### Stored entries
+ + + +
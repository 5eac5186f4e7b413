use bytes::Bytes;
use serde::{Deserialize, Serialize};
use std::collections::BTreeMap;
use std::sync::Arc;
use std::time::Instant;
use thiserror::Error;

/// Frame data with zero-copy semantics
#[derive(Clone)]
pub struct Frame {
    /// Immutable pixel data - can be shared across threads without copying
    pub data: Bytes,

    /// Frame metadata
    pub meta: Arc<FrameMetadata>,

    /// Capture timestamp, used for staleness checks
    pub timestamp: Instant,
}

/// Frame metadata
#[derive(Debug, Clone)]
pub struct FrameMetadata {
    pub profile: StreamProfile,
    pub extension: Extension,
    pub sensor: Option<SensorHandle>,
    pub values: BTreeMap<MetadataKind, i64>,
}

/// Per-frame metadata attributes reported by the device
#[derive(Debug, Clone, Copy, PartialEq, Eq, PartialOrd, Ord, Hash)]
pub enum MetadataKind {
    FrameCounter,
    SubpresetSequenceId,
    SubpresetSequenceSize,
    FrameTimestamp,
}

/// Which stream a frame belongs to
#[derive(Debug, Clone, Copy, PartialEq, Eq, Serialize, Deserialize)]
pub enum StreamKind {
    Depth,
    Infrared,
}

/// Pixel formats we support
#[derive(Debug, Clone, Copy, PartialEq, Eq, Serialize, Deserialize)]
pub enum PixelFormat {
    /// 16-bit little-endian depth, 0 = no return
    Z16,
    /// 8-bit intensity
    Y8,
}

impl PixelFormat {
    pub fn bytes_per_pixel(self) -> usize {
        match self {
            PixelFormat::Z16 => 2,
            PixelFormat::Y8 => 1,
        }
    }
}

/// Capability tag attached to a frame at allocation time
#[derive(Debug, Clone, Copy, PartialEq, Eq)]
pub enum Extension {
    VideoFrame,
    DepthFrame,
}

/// Opaque handle to the sensor that produced a frame
#[derive(Debug, Clone, Copy, PartialEq, Eq, Hash)]
pub struct SensorHandle(pub u32);

/// Spatial profile of a video stream
#[derive(Debug, Clone, Copy, PartialEq, Eq)]
pub struct StreamProfile {
    pub stream: StreamKind,
    pub format: PixelFormat,
    pub width: u32,
    pub height: u32,
    pub stride_bytes: u32,
}

impl StreamProfile {
    /// Tightly packed profile (stride == width * bpp)
    pub fn packed(stream: StreamKind, format: PixelFormat, width: u32, height: u32) -> Self {
        Self {
            stream,
            format,
            width,
            height,
            stride_bytes: width * format.bytes_per_pixel() as u32,
        }
    }

    pub fn bytes_per_pixel(&self) -> usize {
        self.format.bytes_per_pixel()
    }

    pub fn pixel_count(&self) -> usize {
        self.width as usize * self.height as usize
    }

    pub fn same_resolution(&self, other: &StreamProfile) -> bool {
        self.width == other.width && self.height == other.height
    }
}

#[derive(Debug, Error, PartialEq, Eq)]
pub enum FrameError {
    #[error("expected {expected:?} frame, got {actual:?}")]
    WrongFormat {
        expected: PixelFormat,
        actual: PixelFormat,
    },
    #[error("frame is not tagged as a depth frame")]
    NotDepth,
    #[error("buffer holds {len} bytes, profile needs {needed}")]
    ShortBuffer { len: usize, needed: usize },
}

impl FrameMetadata {
    pub fn new(profile: StreamProfile, extension: Extension) -> Self {
        Self {
            profile,
            extension,
            sensor: None,
            values: BTreeMap::new(),
        }
    }

    pub fn supports(&self, kind: MetadataKind) -> bool {
        self.values.contains_key(&kind)
    }

    pub fn get(&self, kind: MetadataKind) -> Option<i64> {
        self.values.get(&kind).copied()
    }
}

impl Frame {
    pub fn new(data: Bytes, meta: FrameMetadata) -> Self {
        Self {
            data,
            meta: Arc::new(meta),
            timestamp: Instant::now(),
        }
    }

    pub fn profile(&self) -> &StreamProfile {
        &self.meta.profile
    }

    pub fn width(&self) -> u32 {
        self.meta.profile.width
    }

    pub fn height(&self) -> u32 {
        self.meta.profile.height
    }

    pub fn sensor(&self) -> Option<SensorHandle> {
        self.meta.sensor
    }

    pub fn supports_metadata(&self, kind: MetadataKind) -> bool {
        self.meta.supports(kind)
    }

    pub fn metadata(&self, kind: MetadataKind) -> Option<i64> {
        self.meta.get(kind)
    }

    pub fn frame_counter(&self) -> Option<i64> {
        self.metadata(MetadataKind::FrameCounter)
    }

    pub fn sequence_id(&self) -> Option<i64> {
        self.metadata(MetadataKind::SubpresetSequenceId)
    }

    pub fn sequence_size(&self) -> Option<i64> {
        self.metadata(MetadataKind::SubpresetSequenceSize)
    }

    /// Typed depth view; fails unless the frame is a Z16 depth frame with a full buffer
    pub fn as_depth(&self) -> Result<DepthView<'_>, FrameError> {
        if self.meta.extension != Extension::DepthFrame {
            return Err(FrameError::NotDepth);
        }
        self.check_layout(PixelFormat::Z16)?;
        Ok(DepthView { frame: self })
    }

    /// Typed 8-bit infrared view
    pub fn as_infrared(&self) -> Result<InfraredView<'_>, FrameError> {
        self.check_layout(PixelFormat::Y8)?;
        Ok(InfraredView { frame: self })
    }

    fn check_layout(&self, expected: PixelFormat) -> Result<(), FrameError> {
        let profile = &self.meta.profile;
        if profile.format != expected {
            return Err(FrameError::WrongFormat {
                expected,
                actual: profile.format,
            });
        }
        let needed = profile.pixel_count() * expected.bytes_per_pixel();
        if self.data.len() < needed {
            return Err(FrameError::ShortBuffer {
                len: self.data.len(),
                needed,
            });
        }
        Ok(())
    }
}

impl std::fmt::Debug for Frame {
    fn fmt(&self, f: &mut std::fmt::Formatter<'_>) -> std::fmt::Result {
        f.debug_struct("Frame")
            .field("profile", &self.meta.profile)
            .field("counter", &self.frame_counter())
            .field("sequence_id", &self.sequence_id())
            .field("bytes", &self.data.len())
            .finish()
    }
}

/// Read-only view over Z16 samples
#[derive(Debug, Clone, Copy)]
pub struct DepthView<'a> {
    frame: &'a Frame,
}

impl<'a> DepthView<'a> {
    pub fn width(&self) -> u32 {
        self.frame.width()
    }

    pub fn height(&self) -> u32 {
        self.frame.height()
    }

    #[inline]
    pub fn sample(&self, i: usize) -> u16 {
        let b = &self.frame.data[i * 2..i * 2 + 2];
        u16::from_le_bytes([b[0], b[1]])
    }

    pub fn samples(&self) -> impl Iterator<Item = u16> + 'a {
        let frame: &'a Frame = self.frame;
        let count = frame.meta.profile.pixel_count();
        frame.data[..count * 2]
            .chunks_exact(2)
            .map(|b| u16::from_le_bytes([b[0], b[1]]))
    }
}

/// Read-only view over Y8 samples
#[derive(Debug, Clone, Copy)]
pub struct InfraredView<'a> {
    frame: &'a Frame,
}

impl<'a> InfraredView<'a> {
    pub fn samples(&self) -> &'a [u8] {
        let frame: &'a Frame = self.frame;
        &frame.data[..frame.meta.profile.pixel_count()]
    }
}

/// Builds a depth frame from samples, mostly for sources and tests
pub fn depth_frame(width: u32, height: u32, samples: &[u16], meta: &[(MetadataKind, i64)]) -> Frame {
    let profile = StreamProfile::packed(StreamKind::Depth, PixelFormat::Z16, width, height);
    let mut data = Vec::with_capacity(samples.len() * 2);
    for s in samples {
        data.extend_from_slice(&s.to_le_bytes());
    }
    let mut m = FrameMetadata::new(profile, Extension::DepthFrame);
    for (kind, value) in meta {
        m.values.insert(*kind, *value);
    }
    Frame::new(Bytes::from(data), m)
}

/// Builds an 8-bit infrared frame from samples
pub fn infrared_frame(width: u32, height: u32, samples: &[u8], meta: &[(MetadataKind, i64)]) -> Frame {
    let profile = StreamProfile::packed(StreamKind::Infrared, PixelFormat::Y8, width, height);
    let mut m = FrameMetadata::new(profile, Extension::VideoFrame);
    for (kind, value) in meta {
        m.values.insert(*kind, *value);
    }
    Frame::new(Bytes::copy_from_slice(samples), m)
}

#[cfg(test)]
mod tests {
    use super::*;

    #[test]
    fn depth_view_reads_little_endian() {
        let f = depth_frame(2, 1, &[0x0102, 700], &[]);
        let view = f.as_depth().unwrap();
        assert_eq!(view.sample(0), 0x0102);
        assert_eq!(view.samples().collect::<Vec<_>>(), vec![0x0102, 700]);
    }

    #[test]
    fn typed_views_reject_wrong_format() {
        let ir = infrared_frame(2, 2, &[1, 2, 3, 4], &[]);
        assert_eq!(ir.as_depth().unwrap_err(), FrameError::NotDepth);

        let d = depth_frame(2, 2, &[1, 2, 3, 4], &[]);
        assert_eq!(
            d.as_infrared().unwrap_err(),
            FrameError::WrongFormat {
                expected: PixelFormat::Y8,
                actual: PixelFormat::Z16
            }
        );
    }

    #[test]
    fn short_buffer_is_rejected() {
        let d = depth_frame(3, 3, &[1, 2], &[]);
        assert!(matches!(
            d.as_depth(),
            Err(FrameError::ShortBuffer { len: 4, needed: 18 })
        ));
    }

    #[test]
    fn metadata_support_is_per_kind() {
        let f = depth_frame(1, 1, &[5], &[(MetadataKind::FrameCounter, 42)]);
        assert!(f.supports_metadata(MetadataKind::FrameCounter));
        assert!(!f.supports_metadata(MetadataKind::SubpresetSequenceId));
        assert_eq!(f.frame_counter(), Some(42));
        assert_eq!(f.sequence_id(), None);
    }
}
+ + + +
### INSTRUCTIONS TO FOLLOW
Write out only the lines from the very start of the entries above to the line that includes "for staleness checks", both ends included, each one unchanged.

### REPLY TO THE EXERCISE
repository 5eac5186f4e7b413
use bytes::Bytes;
use serde::{Deserialize, Serialize};
use std::collections::BTreeMap;
use std::sync::Arc;
use std::time::Instant;
use thiserror::Error;

/// Frame data with zero-copy semantics
#[derive(Clone)]
pub struct Frame {
    /// Immutable pixel data - can be shared across threads without copying
    pub data: Bytes,

    /// Frame metadata
    pub meta: Arc<FrameMetadata>,

    /// Capture timestamp, used for staleness checks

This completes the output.